Example: check_robot=1
DOUBLE_CHECK:
Since servers can be momentarily busy, it's often wise to "double check"
busy servers. To do this, set DOUBLE_CHECK=1
To NOT double check, set DOUBLE_CHECK=0.
This double checking will only look at servers that were "not available".
It will be done after all links have been examined (thus giving the "not
available" server a chance to become available. Lastly, GET queries
are used (instead of HEAD queries).
GET_QUERY:
As part of mapping a web-tree, CheckLink will query servers for basic
information on URLs. These queries are best done with HEAD
requests.
Unfortunately, there are a number of older servers that
do not properly respond to HEAD requests.If you find that CheckLink
is identifiying many URLs as unavailable (even though your browser
can get to them readily), it may be due to their host server's failure
to recognize these HEAD requests.
As a work around, you can use short GET requests instead of
HEAD requests. This method is engaged by setting:
get_query=1.
Example: get_query=0
Note: This get_query=1 method is not highly recommended -- it's slower,
and somewhat "ruder" (connections are purposely broken, which
tends to add garbage to the visited server's log file).

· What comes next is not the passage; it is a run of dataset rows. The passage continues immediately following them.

//! Line-shape rules for transaction rows in extracted statement text.
//!
//! A transaction row looks like:
//!   Jan 5, 2024    Grocery Store    15,500.00 HUF
//!
//! Each rule is anchored at the start of a line and only ever sees one line,
//! so a row that extraction wrapped onto two lines matches nothing.

use anyhow::{Context, Result};
use regex::Regex;

use crate::types::Direction;

/// The only currency the rules recognise. Another currency needs its own
/// pair of rules.
pub const CURRENCY_SUFFIX: &str = "HUF";

const MONTHS: &str = "Jan|Feb|Mar|Apr|May|Jun|Jul|Aug|Sep|Oct|Nov|Dec";

/// Non-greedy, so the description stops at the first amount + currency
/// suffix that completes the row.
const ANY_DESCRIPTION: &str = ".+?";

/// Money in is rarer and noisier, so only these descriptions count.
const INBOUND_DESCRIPTION: &str = "Apple Pay Top-Up.*?|Transfer from.*?|Goodwill";

/// Raw substrings pulled out of one matching line.
#[derive(Debug, Clone, Copy, PartialEq, Eq)]
pub struct RawCapture<'t> {
    /// 1-based line number within the statement text.
    pub line_no: usize,
    pub line: &'t str,
    pub date: &'t str,
    pub description: &'t str,
    pub amount: &'t str,
}

/// One compiled transaction shape.
#[derive(Debug, Clone)]
pub struct PatternRule {
    direction: Direction,
    re: Regex,
}

impl PatternRule {
    /// Generic "money out" rule: any description.
    pub fn outbound() -> Result<Self> {
        Self::build(Direction::Outbound, ANY_DESCRIPTION)
    }

    /// "Money in" rule: top-ups, incoming transfers and goodwill credits.
    pub fn inbound() -> Result<Self> {
        Self::build(Direction::Inbound, INBOUND_DESCRIPTION)
    }

    // Digits are spelled `[0-9]`: `\d` would also accept non-ASCII digits.
    fn build(direction: Direction, description: &str) -> Result<Self> {
        let currency = regex::escape(CURRENCY_SUFFIX);
        let pattern = [
            format!(r"^(?P<date>(?:{MONTHS})\s(?:3[01]|[12][0-9]|0?[1-9]),\s[0-9]{{4}})\s+"),
            format!(r"(?P<desc>{description})\s+"),
            format!(r"(?P<amount>[0-9][0-9,]*\.[0-9]{{2}})\s{currency}\b"),
        ]
        .concat();

        let re = Regex::new(&pattern)
            .with_context(|| format!("compiling {direction:?} transaction pattern"))?;
        Ok(Self { direction, re })
    }

    pub fn direction(&self) -> Direction {
        self.direction
    }

    /// Whether this rule claims `line`; the outbound pass skips inbound rows.
    pub(crate) fn is_match(&self, line: &str) -> bool {
        self.re.is_match(line)
    }

    /// Decompose a single line. `None` for anything short of the full shape.
    pub fn capture_line<'t>(&self, line_no: usize, line: &'t str) -> Option<RawCapture<'t>> {
        let caps = self.re.captures(line)?;

        let (Some(date), Some(description), Some(amount)) =
            (caps.name("date"), caps.name("desc"), caps.name("amount"))
        else {
            tracing::trace!(line_no, line, "partial capture discarded");
            return None;
        };

        Some(RawCapture {
            line_no,
            line,
            date: date.as_str(),
            description: description.as_str(),
            amount: amount.as_str(),
        })
    }

    /// Every matching line of `text`, in source order.
    pub fn scan<'t>(&self, text: &'t str) -> impl Iterator<Item = RawCapture<'t>> {
        text.lines()
            .enumerate()
            .filter_map(move |(i, line)| self.capture_line(i + 1, line))
    }
}

#[cfg(test)]
mod tests {
    use super::*;

    #[test]
    fn test_outbound_splits_basic_row() {
        let rule = PatternRule::outbound().unwrap();
        assert_eq!(rule.direction(), Direction::Outbound);
        let cap = rule
            .capture_line(1, "Jan 5, 2024    Grocery Store    15,500.00 HUF")
            .unwrap();
        assert_eq!(cap.date, "Jan 5, 2024");
        assert_eq!(cap.description.trim(), "Grocery Store");
        assert_eq!(cap.amount, "15,500.00");
    }

    #[test]
    fn test_non_greedy_description_keeps_numbers() {
        let rule = PatternRule::outbound().unwrap();
        let cap = rule
            .capture_line(1, "Jan 5, 2024  Coffee Shop 100.00  99.50 HUF")
            .unwrap();
        assert_eq!(cap.description, "Coffee Shop 100.00");
        assert_eq!(cap.amount, "99.50");
    }

    #[test]
    fn test_first_amount_with_suffix_ends_description() {
        // Trailing balance column after the amount.
        let rule = PatternRule::outbound().unwrap();
        let cap = rule
            .capture_line(1, "Mar 12, 2024 Lidl 4,210.00 HUF 95,790.00 HUF")
            .unwrap();
        assert_eq!(cap.description, "Lidl");
        assert_eq!(cap.amount, "4,210.00");
    }

    #[test]
    fn test_inbound_accepts_known_descriptions_only() {
        let rule = PatternRule::inbound().unwrap();
        assert_eq!(rule.direction(), Direction::Inbound);

        let top_up = rule
            .capture_line(1, "Jan 6, 2024    Apple Pay Top-Up by *1234    20,000.00 HUF")
            .unwrap();
        assert_eq!(top_up.description, "Apple Pay Top-Up by *1234");

        let transfer = rule
            .capture_line(2, "Feb 1, 2024 Transfer from JOHN SMITH 150,000.00 HUF")
            .unwrap();
        assert_eq!(transfer.description, "Transfer from JOHN SMITH");

        let goodwill = rule.capture_line(3, "Feb 2, 2024 Goodwill 500.00 HUF").unwrap();
        assert_eq!(goodwill.description, "Goodwill");

        assert!(rule.capture_line(4, "Feb 3, 2024 Random Refund 500.00 HUF").is_none());
        // "Goodwill" is exact, not a prefix.
        assert!(rule.capture_line(5, "Feb 3, 2024 Goodwill Store 500.00 HUF").is_none());
    }

    #[test]
    fn test_rejects_partial_shapes() {
        let rule = PatternRule::outbound().unwrap();
        for line in [
            "jan 5, 2024 Grocery 100.00 HUF",
            "Jan 5 2024 Grocery 100.00 HUF",
            "Jan 5, 24 Grocery 100.00 HUF",
            "Jan 32, 2024 Grocery 100.00 HUF",
            "Jan 5, 2024 Grocery 100.0 HUF",
            "Jan 5, 2024 Grocery 100.00 EUR",
            "Jan 5, 2024 Grocery 100.00 HUFX",
            "Jan 5, 2024 Grocery ,.00 HUF",
            "  Jan 5, 2024 Grocery 100.00 HUF",
            "Jan 5, 2024 100.00 HUF",
        ] {
            assert!(rule.capture_line(1, line).is_none(), "matched: {line}");
        }
    }

    #[test]
    fn test_non_ascii_digits_are_not_numbers() {
        let rule = PatternRule::outbound().unwrap();
        for line in [
            "Jan 5, 2024 Shop \u{661}\u{662}.\u{663}\u{664} HUF",
            "Jan 5, 2024 Shop 1\u{662}.34 HUF",
            "Jan 5, 2024 Shop 12.3\u{664} HUF",
            "Jan \u{661}\u{662}, 2024 Shop 12.34 HUF",
            "Jan 5, \u{662}\u{660}\u{662}\u{664} Shop 12.34 HUF",
        ] {
            assert!(rule.capture_line(1, line).is_none(), "matched: {line}");
        }
        let txns =
            crate::parse_revolut_statement("Jan 5, 2024 Shop \u{661}\u{662}.\u{663}\u{664} HUF\n")
                .unwrap();
        assert!(txns.is_empty());
    }

    #[test]
    fn test_day_accepts_leading_zero_and_invalid_calendar_dates() {
        let rule = PatternRule::outbound().unwrap();
        assert_eq!(
            rule.capture_line(1, "Feb 30, 2024 Bakery 1.50 HUF").unwrap().date,
            "Feb 30, 2024"
        );
        assert_eq!(
            rule.capture_line(1, "Feb 05, 2024 Bakery 1.50 HUF").unwrap().date,
            "Feb 05, 2024"
        );
    }

    #[test]
    fn test_scan_reports_line_numbers() {
        let rule = PatternRule::outbound().unwrap();
        let text = "Statement\nJan 5, 2024 A 1.00 HUF\n\nJan 7, 2024 B 2.00 HUF\n";
        let caps: Vec<_> = rule.scan(text).collect();
        assert_eq!(caps.len(), 2);
        assert_eq!(caps[0].line_no, 2);
        assert_eq!(caps[1].line_no, 4);
        assert_eq!(caps[1].line, "Jan 7, 2024 B 2.00 HUF");
    }
}
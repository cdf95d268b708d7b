//! tally-ingest: turn extracted statement text into transaction records.

pub mod normalize;
pub mod parsers;
pub mod patterns;
pub mod sink;
pub mod text;
pub mod types;

pub use parsers::{RevolutParser, parse_revolut_statement};
pub use sink::{IngestSummary, MemorySink, RecordSink, ingest_statement};
pub use text::{ExtractError, PlainTextPages, TextSource, join_pages};
pub use types::{Category, Direction, TransactionRecord};
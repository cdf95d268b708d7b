//! JSON file store for expenses. Identity is assigned here, not by the parser.

use anyhow::{Context, Result, bail};
use chrono::{DateTime, Utc};
use serde::{Deserialize, Serialize};
use std::fs;
use std::path::{Path, PathBuf};

use tally_ingest::{Category, RecordSink, TransactionRecord};

#[derive(Debug, Clone, Serialize, Deserialize, PartialEq)]
pub struct StoredExpense {
    pub id: u64,
    pub date: String,
    pub category: Category,
    pub amount: String,
    pub description: String,
    pub imported_at: DateTime<Utc>,
}

#[derive(Debug, Clone, Serialize, Deserialize, PartialEq)]
struct StoreFile {
    next_id: u64,
    expenses: Vec<StoredExpense>,
}

impl Default for StoreFile {
    fn default() -> Self {
        Self {
            next_id: 1,
            expenses: Vec::new(),
        }
    }
}

#[derive(Debug)]
pub struct JsonStore {
    path: PathBuf,
    data: StoreFile,
}

impl JsonStore {
    /// Open the store at `path`; a missing file is an empty store.
    pub fn open(path: impl AsRef<Path>) -> Result<Self> {
        let path = path.as_ref().to_path_buf();
        let data = if path.exists() {
            let s = fs::read_to_string(&path).with_context(|| format!("read {}", path.display()))?;
            serde_json::from_str(&s).with_context(|| format!("parse {}", path.display()))?
        } else {
            StoreFile::default()
        };
        Ok(Self { path, data })
    }

    pub fn path(&self) -> &Path {
        &self.path
    }

    pub fn expenses(&self) -> &[StoredExpense] {
        &self.data.expenses
    }

    /// Append records in memory, assigning ids. Call `save` to persist.
    pub fn append(&mut self, records: &[TransactionRecord], now: DateTime<Utc>) -> Vec<u64> {
        let mut ids = Vec::with_capacity(records.len());
        for rec in records {
            let id = self.data.next_id;
            self.data.next_id += 1;
            self.data.expenses.push(StoredExpense {
                id,
                date: rec.date.clone(),
                category: rec.category,
                amount: rec.amount.clone(),
                description: rec.description.clone(),
                imported_at: now,
            });
            ids.push(id);
        }
        ids
    }

    /// Write to a sibling temp file, then rename over the store.
    pub fn save(&self) -> Result<()> {
        if let Some(dir) = self.path.parent().filter(|d| !d.as_os_str().is_empty()) {
            fs::create_dir_all(dir).with_context(|| format!("create {}", dir.display()))?;
        }
        let json = serde_json::to_string_pretty(&self.data).context("serialize store")?;
        let tmp = self.path.with_extension("json.tmp");
        fs::write(&tmp, json).with_context(|| format!("write {}", tmp.display()))?;
        fs::rename(&tmp, &self.path)
            .with_context(|| format!("rename {} -> {}", tmp.display(), self.path.display()))?;
        Ok(())
    }
}

impl RecordSink for JsonStore {
    fn store(&mut self, records: &[TransactionRecord]) -> Result<usize> {
        let ids = self.append(records, Utc::now());
        self.save()?;
        tracing::debug!(count = ids.len(), path = %self.path.display(), "stored records");
        Ok(ids.len())
    }
}

/// Build a record from manual input, holding it to the same amount and sign
/// rules the parser produces.
pub fn manual_record(
    date: &str,
    description: &str,
    amount: &str,
    category: Category,
) -> Result<TransactionRecord> {
    let date = date.trim();
    if date.is_empty() {
        bail!("date must not be empty");
    }

    let amount = tally_ingest::normalize::clean_amount(amount.trim());
    if !tally_ingest::normalize::is_canonical_amount(&amount) {
        bail!("amount must look like 1234.50 or -1234.50, got {amount:?}");
    }
    match category {
        Category::Expense if !amount.starts_with('-') => {
            bail!("an Expense amount must be negative, got {amount}")
        }
        Category::Income if amount.starts_with('-') => {
            bail!("an Income amount must not be negative, got {amount}")
        }
        _ => {}
    }

    Ok(TransactionRecord {
        date: date.to_string(),
        description: description.trim().to_string(),
        amount,
        category,
    })
}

Instead, we recommend setting DOUBLE_CHECK=1
LINKFILE_DIR: directory to store "linkage" files in.
Linkage files contain "link" information on all the URLs discovered during
CheckLink's recursive mapping of a "web tree". In particular, the LINKFILE
option (see section IV) specifies a filename, which will then
be stored in the LINKFILE_DIR.
By default, LINKFILE_DIR will be your OS/2 TEMP drive.
Example: LINKFILE_DIR='D:\GOSERVE\CHKLNKS'
Note: in addition to storing LINKFILEs, the LINKFILE_DIR is also used
to store "RESULTS" files.
MAXATONCE: maximum number of "query" threads
Specifies the maximum number of threads to use when checking for the
existence (and mimetype) of a link (using HEAD requests).
Increasing this number may speed up throughput, but it may subject the
target server(s) to excessive loads.
Example: maxatonce=6
MAXATONCE_GET: maximum number of "read" threads.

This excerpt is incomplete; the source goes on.